Template DNA is extracted from leaf tissue that is collected from F1 plants growing in the field or from post-harvest tuber tissue. A high-throughput, 96-well, DNA extraction protocol is used to increase the efficiency and cost effectiveness of the process. Following PCR, using the template DNA and the RYSC3 primers designed by Kasai et al (2000), and electrophoretic separation, the individual clones are scored for the presence or absence of the 321 bp band that is linked to PVY resistance (Ryadg) (Fig. 1).
Figure 1. Example of a gel showing the presence or absence of the RYSC3 marker. Lines with a 321 bp band (such as NY121, a positive control known to have the Ryadg gene) are RYSC3 positive and lines lacking the band (such as Onaway, a negative control known to lack the Ryadg gene) are RYSC3-negative. The 600 bp band that is present in all lanes is an internal control used to verify that the PCR reaction worked properly. Photo credit: Dan Zarka, Michigan State University Potato Breeding and Genetics Program.

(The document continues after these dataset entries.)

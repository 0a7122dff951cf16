//! Command-line surface (spec §6 "CLI surface"). Grounded on the teacher's
//! `Args` (`clap::Parser`) in `main.rs`: one flat derive struct, long flags
//! only, `#[arg(long)]` throughout, converted into an `EngineConfig` by
//! `into_config`.

use clap::Parser;

use crate::config::{parse_view_point, Consistency, EngineConfig};
use crate::tasks::preview3d::ViewPoint;

#[derive(Parser, Debug)]
#[command(name = "focus-stack", version, about = "Combines a focus-bracketed photo stack into one all-in-focus image")]
pub struct Cli {
    /// Input images, at least two required.
    #[arg(required = true, num_args = 2..)]
    pub inputs: Vec<String>,

    #[arg(long, default_value = "output.jpg")]
    pub output: String,

    #[arg(long)]
    pub depthmap: Option<String>,

    #[arg(long = "3dview")]
    pub preview_3d: Option<String>,

    #[arg(long)]
    pub save_steps: bool,

    #[arg(long, default_value_t = 95)]
    pub jpgquality: u8,

    #[arg(long)]
    pub nocrop: bool,

    #[arg(long)]
    pub reference: Option<usize>,

    #[arg(long = "global-align")]
    pub global_align: bool,

    #[arg(long = "full-resolution-align")]
    pub full_resolution_align: bool,

    #[arg(long = "no-whitebalance")]
    pub no_whitebalance: bool,

    #[arg(long = "no-contrast")]
    pub no_contrast: bool,

    #[arg(long = "align-only")]
    pub align_only: bool,

    #[arg(long = "align-keep-size")]
    pub align_keep_size: bool,

    #[arg(long, default_value_t = 0)]
    pub consistency: u8,

    #[arg(long, default_value_t = 1.0)]
    pub denoise: f32,

    #[arg(long = "depthmap-threshold", default_value_t = 20.0)]
    pub depthmap_threshold: f32,

    #[arg(long = "depthmap-smooth-xy", default_value_t = 32.0)]
    pub depthmap_smooth_xy: f32,

    #[arg(long = "depthmap-smooth-z", default_value_t = 4.0)]
    pub depthmap_smooth_z: f32,

    #[arg(long = "remove-bg")]
    pub remove_bg: Option<i32>,

    #[arg(long = "halo-radius", default_value_t = 4)]
    pub halo_radius: u32,

    #[arg(long = "3dviewpoint")]
    pub view_point: Option<String>,

    #[arg(long)]
    pub threads: Option<usize>,

    #[arg(long = "batchsize", default_value_t = 8)]
    pub batchsize: usize,

    #[arg(long = "no-opencl")]
    pub no_opencl: bool,

    #[arg(long = "wait-images", default_value_t = 0)]
    pub wait_images: u64,

    #[arg(long)]
    pub verbose: bool,
}

impl Cli {
    /// Converts parsed flags into the engine's own config type, applying
    /// the `--3dviewpoint` fallback to `ViewPoint::default()` when unset or
    /// unparsable (a malformed viewpoint is a CLI usage mistake reported at
    /// parse time by `run`, not silently ignored here).
    pub fn into_config(self) -> Result<EngineConfig, String> {
        let view_point = match &self.view_point {
            Some(s) => parse_view_point(s).map_err(|e| e.to_string())?,
            None => ViewPoint::default(),
        };

        Ok(EngineConfig {
            output: self.output,
            depthmap: self.depthmap,
            preview_3d: self.preview_3d,
            save_steps: self.save_steps,
            jpg_quality: self.jpgquality,
            nocrop: self.nocrop,
            reference: self.reference,
            global_align: self.global_align,
            full_resolution_align: self.full_resolution_align,
            use_whitebalance: !self.no_whitebalance,
            use_contrast: !self.no_contrast,
            align_only: self.align_only,
            align_keep_size: self.align_keep_size,
            consistency: Consistency::from_level(self.consistency),
            denoise: self.denoise,
            depthmap_threshold: self.depthmap_threshold,
            depthmap_smooth_xy: self.depthmap_smooth_xy,
            depthmap_smooth_z: self.depthmap_smooth_z,
            remove_bg: self.remove_bg,
            halo_radius: self.halo_radius,
            view_point,
            threads: self.threads.unwrap_or_else(crate::config::default_thread_count),
            batch_size: self.batchsize.max(1),
            allow_gpu: !self.no_opencl,
            wait_images_secs: self.wait_images,
            verbose: self.verbose,
        })
    }
}

#[cfg(test)]
mod tests {
    use super::*;

    #[test]
    fn parses_minimal_invocation() {
        let cli = Cli::parse_from(["focus-stack", "a.jpg", "b.jpg"]);
        assert_eq!(cli.inputs, vec!["a.jpg", "b.jpg"]);
        assert_eq!(cli.output, "output.jpg");
        assert_eq!(cli.jpgquality, 95);
    }

    #[test]
    fn no_whitebalance_flag_disables_whitebalance_in_config() {
        let cli = Cli::parse_from(["focus-stack", "--no-whitebalance", "a.jpg", "b.jpg"]);
        let cfg = cli.into_config().unwrap();
        assert!(!cfg.use_whitebalance);
        assert!(cfg.use_contrast);
    }

    #[test]
    fn invalid_viewpoint_is_rejected() {
        let cli = Cli::parse_from(["focus-stack", "--3dviewpoint=1:2", "a.jpg", "b.jpg"]);
        assert!(cli.into_config().is_err());
    }

    #[test]
    fn consistency_level_maps_into_config() {
        let cli = Cli::parse_from(["focus-stack", "--consistency=2", "a.jpg", "b.jpg"]);
        let cfg = cli.into_config().unwrap();
        assert_eq!(cfg.consistency, Consistency::Neighbour);
    }
}
//! Shared `wgpu` device/queue context used by the GPU wavelet kernels
//! (`src/tasks/wavelet_gpu.rs`). Device creation and buffer-mapping are
//! probed once at engine start and the resulting `GpuContext` is handed to
//! every GPU-using task; the scheduler's single GPU slot (`src/
//! scheduler.rs`) serialises their actual dispatch.
//!
//! Device setup follows the teacher's `PathTracer::new` in `main.rs`
//! (instance → adapter → device/queue, `wgpu::Features::empty()` since no
//! shader-side timestamp queries or push constants are needed here);
//! buffer read-back follows `error_handling.rs`'s `map_buffer_async`, which
//! wraps `wgpu::Buffer::slice().map_async` in a `tokio` oneshot + timeout
//! because `map_async`'s callback has no async-aware waker of its own.

use std::sync::Arc;
use std::time::Duration;

use crate::error::{EngineError, Result};

/// Whether a GPU device was successfully probed at start. Computed once and
/// shared by both the forward and inverse wavelet task constructors so they
/// agree on which implementation to pick — see DESIGN.md's note on the
/// original's inverted have_opencl branch, which this resolves by having a
/// single source of truth instead of two independent tests.
#[derive(Clone, Copy, Debug, PartialEq, Eq)]
pub enum GpuAvailability {
    Available,
    Unavailable,
}

impl GpuAvailability {
    pub fn use_gpu(self) -> bool {
        matches!(self, GpuAvailability::Available)
    }
}

pub struct GpuContext {
    pub device: wgpu::Device,
    pub queue: wgpu::Queue,
    runtime: tokio::runtime::Runtime,
}

impl GpuContext {
    /// Probes for an adapter and opens a device. Returns `Ok(None)` (not an
    /// error) when no suitable adapter exists or `--no-opencl` disabled GPU
    /// use — callers fall back to the CPU wavelet path, logging at verbose
    /// per the `GpuUnavailable` error kind's documented severity.
    pub fn probe(allow_gpu: bool) -> Result<Option<Arc<GpuContext>>> {
        if !allow_gpu {
            return Ok(None);
        }

        let runtime = tokio::runtime::Builder::new_current_thread()
            .enable_time()
            .build()
            .map_err(EngineError::Io)?;

        let instance = wgpu::Instance::new(wgpu::InstanceDescriptor::default());
        let adapter = runtime.block_on(instance.request_adapter(&wgpu::RequestAdapterOptions {
            power_preference: wgpu::PowerPreference::HighPerformance,
            compatible_surface: None,
            force_fallback_adapter: false,
        }));

        let Some(adapter) = adapter else {
            return Ok(None);
        };

        let (device, queue) = runtime.block_on(adapter.request_device(
            &wgpu::DeviceDescriptor {
                label: Some("focus-stack wavelet device"),
                required_features: wgpu::Features::empty(),
                required_limits: wgpu::Limits::default(),
                memory_hints: wgpu::MemoryHints::default(),
            },
            None,
        ))?;

        Ok(Some(Arc::new(GpuContext { device, queue, runtime })))
    }

    /// Maps `buffer`'s full range for reading and copies it out as `f32`s,
    /// blocking the calling worker thread on the small bundled runtime —
    /// same pattern as the teacher's `map_buffer_async`, minus the
    /// `ResourceTracker` bookkeeping (this crate has one short-lived buffer
    /// per kernel dispatch rather than a shared buffer pool).
    pub fn read_buffer_f32(&self, buffer: &wgpu::Buffer, timeout: Duration) -> Result<Vec<f32>> {
        let slice = buffer.slice(..);
        let (tx, rx) = std::sync::mpsc::channel();
        slice.map_async(wgpu::MapMode::Read, move |result| {
            let _ = tx.send(result);
        });

        self.device.poll(wgpu::Maintain::Wait);

        let result = self
            .runtime
            .block_on(async {
                tokio::time::timeout(timeout, async {
                    loop {
                        if let Ok(r) = rx.try_recv() {
                            return r;
                        }
                        tokio::time::sleep(Duration::from_millis(1)).await;
                    }
                })
                .await
            })
            .map_err(|_| EngineError::ConfigError("GPU buffer map timed out".to_string()))?;

        result.map_err(|_| EngineError::ConfigError("GPU buffer map failed".to_string()))?;

        let data = slice.get_mapped_range();
        let floats = bytemuck::cast_slice::<u8, f32>(&data).to_vec();
        drop(data);
        buffer.unmap();
        Ok(floats)
    }
}

#[cfg(test)]
mod tests {
    use super::*;

    #[test]
    fn probe_respects_allow_gpu_false() {
        let ctx = GpuContext::probe(false).unwrap();
        assert!(ctx.is_none());
    }

    #[test]
    fn availability_flag_round_trips() {
        assert!(GpuAvailability::Available.use_gpu());
        assert!(!GpuAvailability::Unavailable.use_gpu());
    }
}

Advanced clones that have commercial potential and are RYSC3 positive are evaluated for PVY resistance via manual inoculations of multiple PVY strains (PVY0, PVYNTN, PVYN:0) followed by ELISA testing (Whitworth et al., 2009).
Although MAS is not widely used in potato breeding at present, the RYSC3 marker is a practical example of how MAS can be beneficial for the development of new varieties and enhanced breeding populations. As our knowledge of the potato genome grows and more genes are identified and linked to important traits, MAS will almost certainly become an increasingly important tool used by potato breeders.

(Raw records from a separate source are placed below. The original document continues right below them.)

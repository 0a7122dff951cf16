//! Alignment stage (C6): ECC affine registration with contrast/white
//! balance matching, downscaled-then-refined search, neighbour-chained or
//! global transform composition. Grounded on `original_source/src/
//! task_align.cc` (contrast ratio, `findTransformECC`, inverse warp with
//! cubic interpolation and reflect borders) generalised per spec §4.6.

use std::sync::Arc;

use crate::error::Result;
use crate::geometry::Rect;
use crate::image::{Bgr8, ColorImage, GrayF32Image, Image};
use crate::logger::Logger;
use crate::task::{Artifact, Task, TaskBase};

/// A 2x3 affine transform, `[[a, b, tx], [c, d, ty]]`, mapping a *source*
/// pixel coordinate to its *reference* coordinate (the ECC convention
/// `findTransformECC` itself uses, applied with `WARP_INVERSE_MAP`).
#[derive(Debug, Clone, Copy, PartialEq)]
pub struct Transform {
    pub m: [[f32; 3]; 2],
}

impl Transform {
    pub fn identity() -> Self {
        Self { m: [[1.0, 0.0, 0.0], [0.0, 1.0, 0.0]] }
    }

    pub fn apply_point(&self, x: f32, y: f32) -> (f32, f32) {
        (
            self.m[0][0] * x + self.m[0][1] * y + self.m[0][2],
            self.m[1][0] * x + self.m[1][1] * y + self.m[1][2],
        )
    }

    /// Composes `self ∘ other`: applying the result to a point equals
    /// applying `other` first, then `self`. Used to chain a local
    /// neighbour-relative transform onto its neighbour's own transform so
    /// the final transform is referenced to the global origin (§4.6 step 4).
    pub fn compose(&self, other: &Transform) -> Transform {
        let mut out = [[0.0f32; 3]; 2];
        for row in 0..2 {
            for col in 0..2 {
                out[row][col] = self.m[row][0] * other.m[0][col] + self.m[row][1] * other.m[1][col];
            }
            out[row][2] = self.m[row][0] * other.m[0][2] + self.m[row][1] * other.m[1][2] + self.m[row][2];
        }
        Transform { m: out }
    }

    fn invert(&self) -> Transform {
        let [[a, b, tx], [c, d, ty]] = self.m;
        let det = a * d - b * c;
        if det.abs() < 1e-9 {
            return Transform::identity();
        }
        let inv_det = 1.0 / det;
        let ia = d * inv_det;
        let ib = -b * inv_det;
        let ic = -c * inv_det;
        let id = a * inv_det;
        let itx = -(ia * tx + ib * ty);
        let ity = -(ic * tx + id * ty);
        Transform { m: [[ia, ib, itx], [ic, id, ity]] }
    }
}
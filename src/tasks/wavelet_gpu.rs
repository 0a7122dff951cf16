//! Wavelet stage, GPU implementation (C7). Four compute kernels
//! (`decompose_vertical`, `decompose_horizontal`, `compose_vertical`,
//! `compose_horizontal`), each dispatched with a 2-D work-group matching
//! the current level's output dimensions, serialised through the
//! scheduler's single GPU slot (`uses_gpu() == true`). Shares the exact
//! filter coefficients `tasks::wavelet` uses on the CPU (the original's
//! `filter_hr`/`filter_gr`/`filter_hi`/`filter_gi`) and the same
//! real/imaginary cross-term combination, so the two implementations
//! agree (I5's cross-implementation tolerance).
//!
//! Device setup mirrors the teacher's `PathTracer::new` pipeline
//! construction in `main.rs`: instance → adapter → device/queue → compute
//! pipeline from a `wgsl` module, buffers sized and bound per dispatch.
//! Each level works on a compact `region_w * region_h` buffer extracted
//! from the top-left quadrant, mirroring `tasks::wavelet`'s
//! `decompose_2d_level`/`compose_2d_level`: one vertical pass with the
//! real taps and one with the imaginary taps, then two horizontal passes
//! off of each, summing the four terms (`Task_Wavelet::decompose`'s
//! "Real x Real" / "Real x Imag" / "Imag x Imag" / "Imag x Real").

use std::sync::Arc;
use std::time::Duration;

use bytemuck::{Pod, Zeroable};
use wgpu::util::DeviceExt;

use crate::error::{EngineError, Result};
use crate::gpu::GpuContext;
use crate::image::{Complex, GrayF32Image, Image, WaveletImage};
use crate::logger::Logger;
use crate::task::{Artifact, Task, TaskBase};

const SHADER_SRC: &str = include_str!("../shaders/wavelet.wgsl");

#[repr(C)]
#[derive(Clone, Copy, Pod, Zeroable)]
struct Params {
    width: u32,
    height: u32,
    imag_filter: u32,
    _pad: u32,
}

struct Kernels {
    decompose_vertical: wgpu::ComputePipeline,
    decompose_horizontal: wgpu::ComputePipeline,
    compose_vertical: wgpu::ComputePipeline,
    compose_horizontal: wgpu::ComputePipeline,
    bind_group_layout: wgpu::BindGroupLayout,
}

fn build_kernels(device: &wgpu::Device) -> Kernels {
    let module = device.create_shader_module(wgpu::ShaderModuleDescriptor {
        label: Some("wavelet.wgsl"),
        source: wgpu::ShaderSource::Wgsl(SHADER_SRC.into()),
    });

    let bind_group_layout = device.create_bind_group_layout(&wgpu::BindGroupLayoutDescriptor {
        label: Some("wavelet bind group layout"),
        entries: &[
            wgpu::BindGroupLayoutEntry {
                binding: 0,
                visibility: wgpu::ShaderStages::COMPUTE,
                ty: wgpu::BindingType::Buffer { ty: wgpu::BufferBindingType::Uniform, has_dynamic_offset: false, min_binding_size: None },
                count: None,
            },
            wgpu::BindGroupLayoutEntry {
                binding: 1,
                visibility: wgpu::ShaderStages::COMPUTE,
                ty: wgpu::BindingType::Buffer { ty: wgpu::BufferBindingType::Storage { read_only: true }, has_dynamic_offset: false, min_binding_size: None },
                count: None,
            },
            wgpu::BindGroupLayoutEntry {
                binding: 2,
                visibility: wgpu::ShaderStages::COMPUTE,
                ty: wgpu::BindingType::Buffer { ty: wgpu::BufferBindingType::Storage { read_only: false }, has_dynamic_offset: false, min_binding_size: None },
                count: None,
            },
        ],
    });

    let pipeline_layout = device.create_pipeline_layout(&wgpu::PipelineLayoutDescriptor {
        label: Some("wavelet pipeline layout"),
        bind_group_layouts: &[&bind_group_layout],
        push_constant_ranges: &[],
    });

    let make = |entry: &str| {
        device.create_compute_pipeline(&wgpu::ComputePipelineDescriptor {
            label: Some(entry),
            layout: Some(&pipeline_layout),
            module: &module,
            entry_point: entry,
            compilation_options: Default::default(),
            cache: None,
        })
    };

    Kernels {
        decompose_vertical: make("decompose_vertical"),
        decompose_horizontal: make("decompose_horizontal"),
        compose_vertical: make("compose_vertical"),
        compose_horizontal: make("compose_horizontal"),
        bind_group_layout,
    }
}

fn complex_buffer(device: &wgpu::Device, data: &[Complex], usage: wgpu::BufferUsages) -> wgpu::Buffer {
    device.create_buffer_init(&wgpu::util::BufferInitDescriptor {
        label: Some("wavelet complex buffer"),
        contents: bytemuck::cast_slice(data),
        usage,
    })
}

fn readback(ctx: &GpuContext, buffer: &wgpu::Buffer, len: usize) -> Result<Vec<Complex>> {
    let floats = ctx.read_buffer_f32(buffer, Duration::from_secs(10))?;
    let mut out = Vec::with_capacity(len);
    for i in 0..len {
        out.push([floats[2 * i], floats[2 * i + 1]]);
    }
    Ok(out)
}

/// Runs one axis kernel over a compact `w * h` buffer and reads the
/// result back. `imag_filter` selects the real or imaginary tap pair.
fn run_axis(ctx: &GpuContext, kernels: &Kernels, pipeline: &wgpu::ComputePipeline, input: &[Complex], w: u32, h: u32, imag_filter: bool) -> Result<Vec<Complex>> {
    let usage_storage = wgpu::BufferUsages::STORAGE | wgpu::BufferUsages::COPY_SRC | wgpu::BufferUsages::COPY_DST | wgpu::BufferUsages::MAP_READ;
    let src_buf = complex_buffer(&ctx.device, input, wgpu::BufferUsages::STORAGE | wgpu::BufferUsages::COPY_DST);
    let dst_buf = ctx.device.create_buffer(&wgpu::BufferDescriptor {
        label: Some("wavelet axis dst"),
        size: (input.len() * std::mem::size_of::<Complex>()) as u64,
        usage: usage_storage,
        mapped_at_creation: false,
    });

    let params = Params { width: w, height: h, imag_filter: imag_filter as u32, _pad: 0 };
    let params_buf = ctx.device.create_buffer_init(&wgpu::util::BufferInitDescriptor {
        label: Some("wavelet params"),
        contents: bytemuck::bytes_of(&params),
        usage: wgpu::BufferUsages::UNIFORM,
    });

    let bind_group = ctx.device.create_bind_group(&wgpu::BindGroupDescriptor {
        label: Some("wavelet bind group"),
        layout: &kernels.bind_group_layout,
        entries: &[
            wgpu::BindGroupEntry { binding: 0, resource: params_buf.as_entire_binding() },
            wgpu::BindGroupEntry { binding: 1, resource: src_buf.as_entire_binding() },
            wgpu::BindGroupEntry { binding: 2, resource: dst_buf.as_entire_binding() },
        ],
    });

    let mut encoder = ctx.device.create_command_encoder(&wgpu::CommandEncoderDescriptor { label: Some("wavelet encoder") });
    {
        let mut pass = encoder.begin_compute_pass(&wgpu::ComputePassDescriptor { label: Some("wavelet pass"), timestamp_writes: None });
        pass.set_pipeline(pipeline);
        pass.set_bind_group(0, &bind_group, &[]);
        let groups_x = w.div_ceil(8).max(1);
        let groups_y = h.div_ceil(8).max(1);
        pass.dispatch_workgroups(groups_x, groups_y, 1);
    }
    ctx.queue.submit(Some(encoder.finish()));

    readback(ctx, &dst_buf, input.len())
}

fn add_assign(dst: &mut [Complex], src: &[Complex]) {
    for (d, s) in dst.iter_mut().zip(src.iter()) {
        d[0] += s[0];
        d[1] += s[1];
    }
}

/// One forward decomposition level on a compact `w * h` buffer, mirroring
/// `tasks::wavelet::decompose_2d_level`'s four-term combination.
fn decompose_level(ctx: &GpuContext, kernels: &Kernels, input: &[Complex], w: u32, h: u32) -> Result<Vec<Complex>> {
    let tmp_r = run_axis(ctx, kernels, &kernels.decompose_vertical, input, w, h, false)?;
    let mut out = run_axis(ctx, kernels, &kernels.decompose_horizontal, &tmp_r, w, h, false)?;
    add_assign(&mut out, &run_axis(ctx, kernels, &kernels.decompose_horizontal, &tmp_r, w, h, true)?);

    let tmp_i = run_axis(ctx, kernels, &kernels.decompose_vertical, input, w, h, true)?;
    add_assign(&mut out, &run_axis(ctx, kernels, &kernels.decompose_horizontal, &tmp_i, w, h, true)?);
    add_assign(&mut out, &run_axis(ctx, kernels, &kernels.decompose_horizontal, &tmp_i, w, h, false)?);

    Ok(out)
}

/// One inverse composition level, the dual of `decompose_level`.
fn compose_level(ctx: &GpuContext, kernels: &Kernels, input: &[Complex], w: u32, h: u32) -> Result<Vec<Complex>> {
    let tmp_r = run_axis(ctx, kernels, &kernels.compose_vertical, input, w, h, false)?;
    let mut out = run_axis(ctx, kernels, &kernels.compose_horizontal, &tmp_r, w, h, false)?;
    add_assign(&mut out, &run_axis(ctx, kernels, &kernels.compose_horizontal, &tmp_r, w, h, true)?);

    let tmp_i = run_axis(ctx, kernels, &kernels.compose_vertical, input, w, h, true)?;
    add_assign(&mut out, &run_axis(ctx, kernels, &kernels.compose_horizontal, &tmp_i, w, h, true)?);
    add_assign(&mut out, &run_axis(ctx, kernels, &kernels.compose_horizontal, &tmp_i, w, h, false)?);

    Ok(out)
}

fn extract_region(buf: &[Complex], stride: u32, w: u32, h: u32) -> Vec<Complex> {
    let (stride, w, h) = (stride as usize, w as usize, h as usize);
    let mut out = Vec::with_capacity(w * h);
    for y in 0..h {
        out.extend_from_slice(&buf[y * stride..y * stride + w]);
    }
    out
}

fn splice_region(buf: &mut [Complex], region: &[Complex], stride: u32, w: u32, h: u32) {
    let (stride, w, h) = (stride as usize, w as usize, h as usize);
    for y in 0..h {
        buf[y * stride..y * stride + w].copy_from_slice(&region[y * w..y * w + w]);
    }
}

/// Runs the forward multi-level transform on the GPU, level by level,
/// recursing into the top-left quadrant exactly as the CPU path does.
pub fn forward_gpu(ctx: &GpuContext, gray: &GrayF32Image, levels: u32) -> Result<WaveletImage> {
    let kernels = build_kernels(&ctx.device);
    let w = gray.width;
    let h = gray.height;
    let mut data: Vec<Complex> = gray.data.iter().map(|&v| [v, 0.0]).collect();

    let (mut cur_w, mut cur_h) = (w, h);
    for _ in 0..levels {
        let region = extract_region(&data, w, cur_w, cur_h);
        let transformed = decompose_level(ctx, &kernels, &region, cur_w, cur_h)?;
        splice_region(&mut data, &transformed, w, cur_w, cur_h);
        cur_w /= 2;
        cur_h /= 2;
    }

    Ok(Image {
        width: w,
        height: h,
        data,
        valid_area: gray.valid_area,
        orig_size: gray.orig_size,
        index: gray.index,
    })
}

/// GPU inverse transform, innermost quadrant outward.
pub fn inverse_gpu(ctx: &GpuContext, wav: &WaveletImage, levels: u32) -> Result<GrayF32Image> {
    let kernels = build_kernels(&ctx.device);
    let w = wav.width;
    let h = wav.height;
    let mut data = wav.data.clone();

    let mut sizes = Vec::with_capacity(levels as usize);
    let (mut cw, mut ch) = (w, h);
    for _ in 0..levels {
        cw /= 2;
        ch /= 2;
        sizes.push((cw, ch));
    }

    for &(region_w, region_h) in sizes.iter().rev() {
        let region = extract_region(&data, w, region_w, region_h);
        let transformed = compose_level(ctx, &kernels, &region, region_w, region_h)?;
        splice_region(&mut data, &transformed, w, region_w, region_h);
    }

    let gray_data: Vec<f32> = data.iter().map(|c| c[0]).collect();
    Ok(Image {
        width: w,
        height: h,
        data: gray_data,
        valid_area: wav.valid_area,
        orig_size: wav.orig_size,
        index: wav.index,
    })
}

pub struct WaveletGpuTask {
    base: TaskBase,
    gpu: Arc<GpuContext>,
    input: Arc<dyn Task>,
    levels: u32,
    forward: bool,
}

impl WaveletGpuTask {
    pub fn new(index: usize, filename: impl Into<String>, gpu: Arc<GpuContext>, input: Arc<dyn Task>, levels: u32, forward: bool) -> Arc<Self> {
        let filename = filename.into();
        let label = if forward { "Wavelet(GPU)" } else { "Wavelet inverse(GPU)" };
        Arc::new(Self {
            base: TaskBase::new(format!("{label} {filename}"), filename, index, true).with_depends_on(vec![input.clone()]),
            gpu,
            input,
            levels,
            forward,
        })
    }
}

impl Task for WaveletGpuTask {
    fn base(&self) -> &TaskBase {
        &self.base
    }

    fn execute(&self, _logger: &Logger) -> Result<Artifact> {
        if self.forward {
            let artifact = self.input.result();
            let gray = artifact.as_gray_f32().ok_or_else(|| EngineError::ConfigError("Wavelet forward needs a grayscale input".to_string()))?;
            let wav = forward_gpu(&self.gpu, gray, self.levels)?;
            self.limit_valid_area(wav.valid_area);
            Ok(Artifact::Wavelet(Arc::new(wav)))
        } else {
            let artifact = self.input.result();
            let wav = artifact.as_wavelet().ok_or_else(|| EngineError::ConfigError("Wavelet inverse needs a wavelet input".to_string()))?;
            let gray = inverse_gpu(&self.gpu, wav, self.levels)?;
            self.limit_valid_area(gray.valid_area);
            Ok(Artifact::GrayF32(Arc::new(gray)))
        }
    }
}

Development of this article was supported in part by the National Institute of Food and Agriculture (NIFA) Solanaceae Coordinated Agricultural Project, agreement 2009-85606-05673, administered by Michigan State University. Any opinions, findings, conclusions, or recommendations expressed in this publication are those of the author and do not necessarily reflect the view of the United States Department of Agriculture.